Of course that is why the script ended up being 12 pages rather than 10 (which was my goal) and a few of you thought it was too long. Yes, it was. I  knew that going in, but without ramping up the horror at the end this would've been well, just a comedy. The first draft was actually longer and ended in the cab with the bigger spider entering Red's mouth and thus shutting him up once and for all. There was an additional scene at the beginning that took place on the Avocado farm where Red was characterized as being a total douche and a bit of a loudmouth (kept that in the logline) but once I axed that scene as it was making the script too slow to read, it kinda didn't make sense to end it with him swallowing the spider. So thus the new ending was tacked on. It was a gamble I took and I think it paid off for a few but for most of you it didn't. I'll likely go back to the original draft should this ever go into production (plus it would be cheaper!).
Posted by: PKCardinal, May 4th, 2019, 7:30pm; Reply: 26

Quoted from Britman
So just to add some comments on your comments.

A few of you didn't think this was horror enough, which is a fine assessment. Personally, anything with spiders in it is a horror to me, but the tone I was going for was Tales of the Crypt, Creepshow etc. and sure there is a fine line between comedy and horror. I do feel like I struck the right balance though.

Of course that is why the script ended up being 12 pages rather than 10 (which was my goal) and a few of you thought it was too long. Yes, it was. I  knew that going in, but without ramping up the horror at the end this would've been well, just a comedy. The first draft was actually longer and ended in the cab with the bigger spider entering Red's mouth and thus shutting him up once and for all. There was an additional scene at the beginning that took place on the Avocado farm where Red was characterized as being a total douche and a bit of a loudmouth (kept that in the logline) but once I axed that scene as it was making the script too slow to read, it kinda didn't make sense to end it with him swallowing the spider. So thus the new ending was tacked on. It was a gamble I took and I think it paid off for a few but for most of you it didn't. I'll likely go back to the original draft should this ever go into production (plus it would be cheaper!).

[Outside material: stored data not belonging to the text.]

//! Equipment registry handlers

use std::sync::Arc;

use axum::{
    extract::{Path, State},
    http::StatusCode,
    Json,
};

use super::dto::{
    CellDto, CreateCellsRequest, CreateRuRequest, RuDetailsDto, RuDto, UpdateCellInfoRequest,
    UpdateCellStatusRequest, UpdateRuStatusRequest,
};
use crate::application::EquipmentService;
use crate::interfaces::http::common::{
    error_response, ApiResponse, ApiResult, ErrorResponse, ValidatedJson,
};

#[derive(Clone)]
pub struct EquipmentHandlerState {
    pub equipment: Arc<EquipmentService>,
}

#[utoipa::path(
    get,
    path = "/api/v1/rus",
    tag = "Equipment",
    security(("bearer_auth" = [])),
    responses(
        (status = 200, description = "All units", body = ApiResponse<Vec<RuDto>>),
        (status = 401, description = "Unauthorized")
    )
)]
pub async fn list_units(State(state): State<EquipmentHandlerState>) -> ApiResult<Vec<RuDto>> {
    let units = state.equipment.list_units().await.map_err(error_response)?;
    Ok(Json(ApiResponse::success(
        units.into_iter().map(RuDto::from).collect(),
    )))
}

#[utoipa::path(
    get,
    path = "/api/v1/rus/{ru_id}",
    tag = "Equipment",
    security(("bearer_auth" = [])),
    params(("ru_id" = String, Path, description = "Unit ID")),
    responses(
        (status = 200, description = "Unit with its cells", body = ApiResponse<RuDetailsDto>),
        (status = 404, description = "Unit not found")
    )
)]
pub async fn get_unit(
    State(state): State<EquipmentHandlerState>,
    Path(ru_id): Path<String>,
) -> ApiResult<RuDetailsDto> {
    let unit = state.equipment.get_unit(&ru_id).await.map_err(error_response)?;
    Ok(Json(ApiResponse::success(RuDetailsDto::from(unit))))
}

#[utoipa::path(
    put,
    path = "/api/v1/rus/{ru_id}/cells/{cell_id}/status",
    tag = "Equipment",
    security(("bearer_auth" = [])),
    params(
        ("ru_id" = String, Path, description = "Unit ID"),
        ("cell_id" = i32, Path, description = "Cell ID within the unit")
    ),
    request_body = UpdateCellStatusRequest,
    responses(
        (status = 200, description = "Cell updated", body = ApiResponse<CellDto>),
        (status = 404, description = "No such cell in this unit"),
        (status = 409, description = "Concurrent modification")
    )
)]
pub async fn update_cell_status(
    State(state): State<EquipmentHandlerState>,
    Path((ru_id, cell_id)): Path<(String, i32)>,
    ValidatedJson(request): ValidatedJson<UpdateCellStatusRequest>,
) -> ApiResult<CellDto> {
    let cell = state
        .equipment
        .update_cell_status(&ru_id, cell_id, request.status, request.is_grounded)
        .await
        .map_err(error_response)?;

    Ok(Json(ApiResponse::success(CellDto::from(cell))))
}

#[utoipa::path(
    patch,
    path = "/api/v1/rus/{ru_id}/cells/{cell_id}/info",
    tag = "Equipment",
    security(("bearer_auth" = [])),
    params(
        ("ru_id" = String, Path, description = "Unit ID"),
        ("cell_id" = i32, Path, description = "Cell ID within the unit")
    ),
    request_body = UpdateCellInfoRequest,
    responses(
        (status = 200, description = "Cell updated", body = ApiResponse<CellDto>),
        (status = 404, description = "No such cell in this unit"),
        (status = 422, description = "Validation error")
    )
)]
pub async fn update_cell_info(
    State(state): State<EquipmentHandlerState>,
    Path((ru_id, cell_id)): Path<(String, i32)>,
    ValidatedJson(request): ValidatedJson<UpdateCellInfoRequest>,
) -> ApiResult<CellDto> {
    let cell = state
        .equipment
        .update_cell_info(&ru_id, cell_id, request.into())
        .await
        .map_err(error_response)?;

    Ok(Json(ApiResponse::success(CellDto::from(cell))))
}

#[utoipa::path(
    put,
    path = "/api/v1/rus/{ru_id}/status",
    tag = "Equipment",
    security(("bearer_auth" = [])),
    params(("ru_id" = String, Path, description = "Unit ID")),
    request_body = UpdateRuStatusRequest,
    responses(
        (status = 200, description = "Unit updated", body = ApiResponse<RuDto>),
        (status = 404, description = "Unit not found")
    )
)]
pub async fn update_unit_status(
    State(state): State<EquipmentHandlerState>,
    Path(ru_id): Path<String>,
    ValidatedJson(request): ValidatedJson<UpdateRuStatusRequest>,
) -> ApiResult<RuDto> {
    let unit = state
        .equipment
        .update_unit_status(&ru_id, &request.status)
        .await
        .map_err(error_response)?;

    Ok(Json(ApiResponse::success(RuDto::from(unit))))
}

// ── Provisioning (admin) ────────────────────────────────────────

#[utoipa::path(
    post,
    path = "/api/v1/admin/rus",
    tag = "Equipment",
    security(("bearer_auth" = [])),
    request_body = CreateRuRequest,
    responses(
        (status = 201, description = "Unit created", body = ApiResponse<RuDto>),
        (status = 403, description = "Admin role required"),
        (status = 409, description = "Unit id already exists")
    )
)]
pub async fn create_unit(
    State(state): State<EquipmentHandlerState>,
    ValidatedJson(request): ValidatedJson<CreateRuRequest>,
) -> Result<(StatusCode, Json<ApiResponse<RuDto>>), ErrorResponse> {
    let unit = state
        .equipment
        .create_unit(request.into())
        .await
        .map_err(error_response)?;

    Ok((StatusCode::CREATED, Json(ApiResponse::success(RuDto::from(unit)))))
}

#[utoipa::path(
    post,
    path = "/api/v1/admin/rus/{ru_id}/cells",
    tag = "Equipment",
    security(("bearer_auth" = [])),
    params(("ru_id" = String, Path, description = "Unit ID")),
    request_body = CreateCellsRequest,
    responses(
        (status = 201, description = "Cells created", body = ApiResponse<Vec<CellDto>>),
        (status = 404, description = "Unit not found"),
        (status = 409, description = "Cell id already used in this unit")
    )
)]
pub async fn add_cells(
    State(state): State<EquipmentHandlerState>,
    Path(ru_id): Path<String>,
    ValidatedJson(request): ValidatedJson<CreateCellsRequest>,
) -> Result<(StatusCode, Json<ApiResponse<Vec<CellDto>>>), ErrorResponse> {
    let cells = state
        .equipment
        .add_cells(&ru_id, request.cells.into_iter().map(Into::into).collect())
        .await
        .map_err(error_response)?;

    Ok((
        StatusCode::CREATED,
        Json(ApiResponse::success(
            cells.into_iter().map(CellDto::from).collect(),
        )),
    ))
}
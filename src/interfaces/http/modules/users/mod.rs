//! Account administration module (admin role only)

pub mod dto;
pub mod handlers;

pub use dto::*;
pub use handlers::*;
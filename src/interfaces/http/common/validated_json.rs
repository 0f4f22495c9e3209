//! JSON body extractor that also runs `validator` rules
//!
//! A body that does not parse is rejected with 400; a body that parses but
//! breaks a field rule is rejected with 422 and a `field: message` list.

use axum::extract::rejection::JsonRejection;
use axum::extract::{FromRequest, Request};
use axum::http::StatusCode;
use axum::response::{IntoResponse, Response};
use axum::Json;
use serde::de::DeserializeOwned;
use validator::{Validate, ValidationErrors};

use super::ApiResponse;

pub struct ValidatedJson<T>(pub T);

pub enum ValidatedJsonRejection {
    Malformed(JsonRejection),
    Invalid(ValidationErrors),
}

/// Flattens field errors into `field: message` pairs, sorted by field so the
/// text is stable across runs.
fn describe(errors: &ValidationErrors) -> String {
    let mut fields: Vec<_> = errors.field_errors().into_iter().collect();
    fields.sort_by(|a, b| a.0.cmp(&b.0));

    let parts: Vec<String> = fields
        .into_iter()
        .flat_map(|(field, errs)| {
            errs.iter().map(move |e| match &e.message {
                Some(msg) => format!("{}: {}", field, msg),
                None => format!("{}: invalid value ({})", field, e.code),
            })
        })
        .collect();

    if parts.is_empty() {
        "Validation failed".to_string()
    } else {
        parts.join("; ")
    }
}

impl IntoResponse for ValidatedJsonRejection {
    fn into_response(self) -> Response {
        let (status, message) = match self {
            Self::Malformed(rejection) => (
                StatusCode::BAD_REQUEST,
                format!("Invalid request body: {}", rejection.body_text()),
            ),
            Self::Invalid(errors) => (StatusCode::UNPROCESSABLE_ENTITY, describe(&errors)),
        };
        (status, Json(ApiResponse::<()>::error(message))).into_response()
    }
}

impl<S, T> FromRequest<S> for ValidatedJson<T>
where
    T: DeserializeOwned + Validate,
    S: Send + Sync,
{
    type Rejection = ValidatedJsonRejection;

    async fn from_request(req: Request, state: &S) -> Result<Self, Self::Rejection> {
        let Json(value) = Json::<T>::from_request(req, state)
            .await
            .map_err(ValidatedJsonRejection::Malformed)?;
        value.validate().map_err(ValidatedJsonRejection::Invalid)?;
        Ok(ValidatedJson(value))
    }
}
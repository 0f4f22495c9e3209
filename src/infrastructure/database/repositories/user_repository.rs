//! SeaORM implementation of UserRepository

use async_trait::async_trait;
use chrono::Utc;
use sea_orm::{
    ActiveModelTrait, ColumnTrait, DatabaseConnection, DbErr, EntityTrait, PaginatorTrait,
    QueryFilter, QueryOrder, Set, SqlErr,
};

use crate::domain::{DomainError, DomainResult, User, UserRepository, UserRole};
use crate::infrastructure::database::entities::user;

pub struct SeaOrmUserRepository {
    db: DatabaseConnection,
}

impl SeaOrmUserRepository {
    pub fn new(db: DatabaseConnection) -> Self {
        Self { db }
    }
}

// ── Conversion helpers ──────────────────────────────────────────

fn role_to_entity(role: UserRole) -> user::Role {
    match role {
        UserRole::Dispatcher => user::Role::Dispatcher,
        UserRole::Engineer => user::Role::Engineer,
        UserRole::Admin => user::Role::Admin,
    }
}

fn role_to_domain(role: user::Role) -> UserRole {
    match role {
        user::Role::Dispatcher => UserRole::Dispatcher,
        user::Role::Engineer => UserRole::Engineer,
        user::Role::Admin => UserRole::Admin,
    }
}

fn model_to_domain(model: user::Model) -> User {
    User {
        id: model.id,
        name: model.name,
        email: model.email,
        password_hash: model.password_hash,
        role: role_to_domain(model.role),
        created_at: model.created_at,
        updated_at: model.updated_at,
    }
}

/// Unique-index violations surface as `Conflict`, everything else as storage.
fn write_err<'a>(operation: &'static str, email: &'a str) -> impl FnOnce(DbErr) -> DomainError + 'a {
    move |e| match e.sql_err() {
        Some(SqlErr::UniqueConstraintViolation(_)) => DomainError::Conflict(format!("email {}", email)),
        _ => DomainError::storage(operation)(e),
    }
}

// ── Repository implementation ───────────────────────────────────

#[async_trait]
impl UserRepository for SeaOrmUserRepository {
    async fn create(&self, u: User) -> DomainResult<User> {
        let model = user::ActiveModel {
            id: Set(u.id),
            name: Set(u.name),
            email: Set(u.email.clone()),
            password_hash: Set(u.password_hash),
            role: Set(role_to_entity(u.role)),
            created_at: Set(u.created_at),
            updated_at: Set(u.updated_at),
        };

        let stored = model
            .insert(&self.db)
            .await
            .map_err(write_err("create user", &u.email))?;

        Ok(model_to_domain(stored))
    }

    async fn find_all(&self) -> DomainResult<Vec<User>> {
        let models = user::Entity::find()
            .order_by_asc(user::Column::CreatedAt)
            .all(&self.db)
            .await
            .map_err(DomainError::storage("list users"))?;

        Ok(models.into_iter().map(model_to_domain).collect())
    }

    async fn find_by_id(&self, id: &str) -> DomainResult<Option<User>> {
        let model = user::Entity::find_by_id(id)
            .one(&self.db)
            .await
            .map_err(DomainError::storage("find user"))?;

        Ok(model.map(model_to_domain))
    }

    async fn find_by_email(&self, email: &str) -> DomainResult<Option<User>> {
        let model = user::Entity::find()
            .filter(user::Column::Email.eq(email))
            .one(&self.db)
            .await
            .map_err(DomainError::storage("find user by email"))?;

        Ok(model.map(model_to_domain))
    }

    async fn exists_by_email(&self, email: &str) -> DomainResult<bool> {
        let count = user::Entity::find()
            .filter(user::Column::Email.eq(email))
            .count(&self.db)
            .await
            .map_err(DomainError::storage("check email"))?;

        Ok(count > 0)
    }

    async fn count(&self) -> DomainResult<u64> {
        user::Entity::find()
            .count(&self.db)
            .await
            .map_err(DomainError::storage("count users"))
    }

    async fn update(&self, u: &User) -> DomainResult<User> {
        let existing = user::Entity::find_by_id(u.id.as_str())
            .one(&self.db)
            .await
            .map_err(DomainError::storage("update user"))?
            .ok_or_else(|| DomainError::not_found("User", "id", &u.id))?;

        let mut active: user::ActiveModel = existing.into();
        active.name = Set(u.name.clone());
        active.email = Set(u.email.clone());
        active.role = Set(role_to_entity(u.role));
        active.updated_at = Set(Utc::now());

        let updated = active
            .update(&self.db)
            .await
            .map_err(write_err("update user", &u.email))?;

        Ok(model_to_domain(updated))
    }

    async fn update_password(&self, id: &str, password_hash: &str) -> DomainResult<()> {
        let existing = user::Entity::find_by_id(id)
            .one(&self.db)
            .await
            .map_err(DomainError::storage("update password"))?
            .ok_or_else(|| DomainError::not_found("User", "id", id))?;

        let mut active: user::ActiveModel = existing.into();
        active.password_hash = Set(password_hash.to_string());
        active.updated_at = Set(Utc::now());
        active
            .update(&self.db)
            .await
            .map_err(DomainError::storage("update password"))?;

        Ok(())
    }

    async fn delete(&self, id: &str) -> DomainResult<()> {
        let result = user::Entity::delete_by_id(id)
            .exec(&self.db)
            .await
            .map_err(DomainError::storage("delete user"))?;

        if result.rows_affected == 0 {
            return Err(DomainError::not_found("User", "id", id));
        }

        Ok(())
    }
}
//! Authentication API handlers

use std::sync::Arc;

use axum::{extract::State, http::StatusCode, Extension, Json};

use super::dto::{AuthResponse, LoginRequest, RegisterRequest};
use crate::application::AuthService;
use crate::interfaces::http::common::{error_response, ApiResponse, ApiResult, ErrorResponse, ValidatedJson};
use crate::interfaces::http::middleware::AuthenticatedUser;
use crate::interfaces::http::modules::users::UserDto;

#[derive(Clone)]
pub struct AuthHandlerState {
    pub auth: Arc<AuthService>,
}

#[utoipa::path(
    post,
    path = "/api/v1/auth/register",
    tag = "Authentication",
    request_body = RegisterRequest,
    responses(
        (status = 201, description = "Account created, session issued", body = ApiResponse<AuthResponse>),
        (status = 409, description = "Email already registered"),
        (status = 422, description = "Validation error")
    )
)]
pub async fn register(
    State(state): State<AuthHandlerState>,
    ValidatedJson(request): ValidatedJson<RegisterRequest>,
) -> Result<(StatusCode, Json<ApiResponse<AuthResponse>>), ErrorResponse> {
    let result = state
        .auth
        .register(&request.name, &request.email, &request.password)
        .await
        .map_err(error_response)?;

    Ok((
        StatusCode::CREATED,
        Json(ApiResponse::success(AuthResponse::from(result))),
    ))
}

#[utoipa::path(
    post,
    path = "/api/v1/auth/login",
    tag = "Authentication",
    request_body = LoginRequest,
    responses(
        (status = 200, description = "Successful login", body = ApiResponse<AuthResponse>),
        (status = 401, description = "Invalid email or password")
    )
)]
pub async fn login(
    State(state): State<AuthHandlerState>,
    ValidatedJson(request): ValidatedJson<LoginRequest>,
) -> ApiResult<AuthResponse> {
    let result = state
        .auth
        .login(&request.email, &request.password)
        .await
        .map_err(error_response)?;

    Ok(Json(ApiResponse::success(AuthResponse::from(result))))
}

#[utoipa::path(
    get,
    path = "/api/v1/auth/me",
    tag = "Authentication",
    security(("bearer_auth" = [])),
    responses(
        (status = 200, description = "Current account", body = ApiResponse<UserDto>),
        (status = 401, description = "Unauthorized"),
        (status = 404, description = "Account no longer exists")
    )
)]
pub async fn get_current_user(
    State(state): State<AuthHandlerState>,
    Extension(user): Extension<AuthenticatedUser>,
) -> ApiResult<UserDto> {
    let account = state
        .auth
        .current_user(&user.user_id)
        .await
        .map_err(error_response)?;

    Ok(Json(ApiResponse::success(UserDto::from(account))))
}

So... no animation!? Damn. The vision is so clear in my mind.

Fine. Do it your way. :)

(Congratulations on the win. Excellent job! Well deserved.)

Wait. How about we compromise? Do it Tim Burton style?
Posted by: LC, May 4th, 2019, 8:52pm; Reply: 27
Congrats, Al!

Well deserved mug.

Further to what PK said, I'd like to see this along the lines of the highly stylised photorealistic animation in Love, Death & Robots.
Posted by: PKCardinal, May 4th, 2019, 9:19pm; Reply: 28

Quoted from LC
Congrats, Al!

Well deserved mug.

Further to what PK said, I'd like to see this along the lines of the highly stylised photorealistic animation in Love, Death & Robots.


I just looked up Love, Death & Robots...

YES, YES, YES. That's absolutely perfect. Do that.
Posted by: Warren, May 5th, 2019, 2:27am; Reply: 29
So will you be a more regular contributer to SS now, Al?

I'd love to read some of your other work.

God we're all in for a flogging in the future OWC's :p
Posted by: Britman, May 5th, 2019, 7:46am; Reply: 30

Quoted Text

So will you be a more regular contributer to SS now, Al?

I'd love to read some of your other work.

God we're all in for a flogging in the future OWC's :p


Haha! One of my goals for this year was to become more actively involved in writing, and the community. Something I've always slacked on, so yeah I may stick around. Whether I enter an OWC is a different story, if the genre fits then maybe. I tend to find comedy/quirky horror/thrillers stories easier to write. I have a couple of scripts I may put up on the regular forums though for feedback.
Posted by: Sandra Elstree., May 6th, 2019, 1:54pm; Reply: 31
Now...

I'm wondering how I'm going to get spiders out of my mind when I'm eating guacamole.

Then...

Do I really ever want to eat guacamole ever again?!

Early on I kept thinking there was someone hiding in the back
with the crates and that he was going to come out at any time.
I think that would have been interesting, but that's not
the direction you were headed with this script.

Very creepy writing, that's for sure. Good job on the challenge!  :)
Posted by: Zack, May 14th, 2019, 6:52pm; Reply: 32
Hey there, Al.

The writing here is great. Sucked me right it. A real page turner. I had no issue visualizing what you wanted me to see. You've got some real talent.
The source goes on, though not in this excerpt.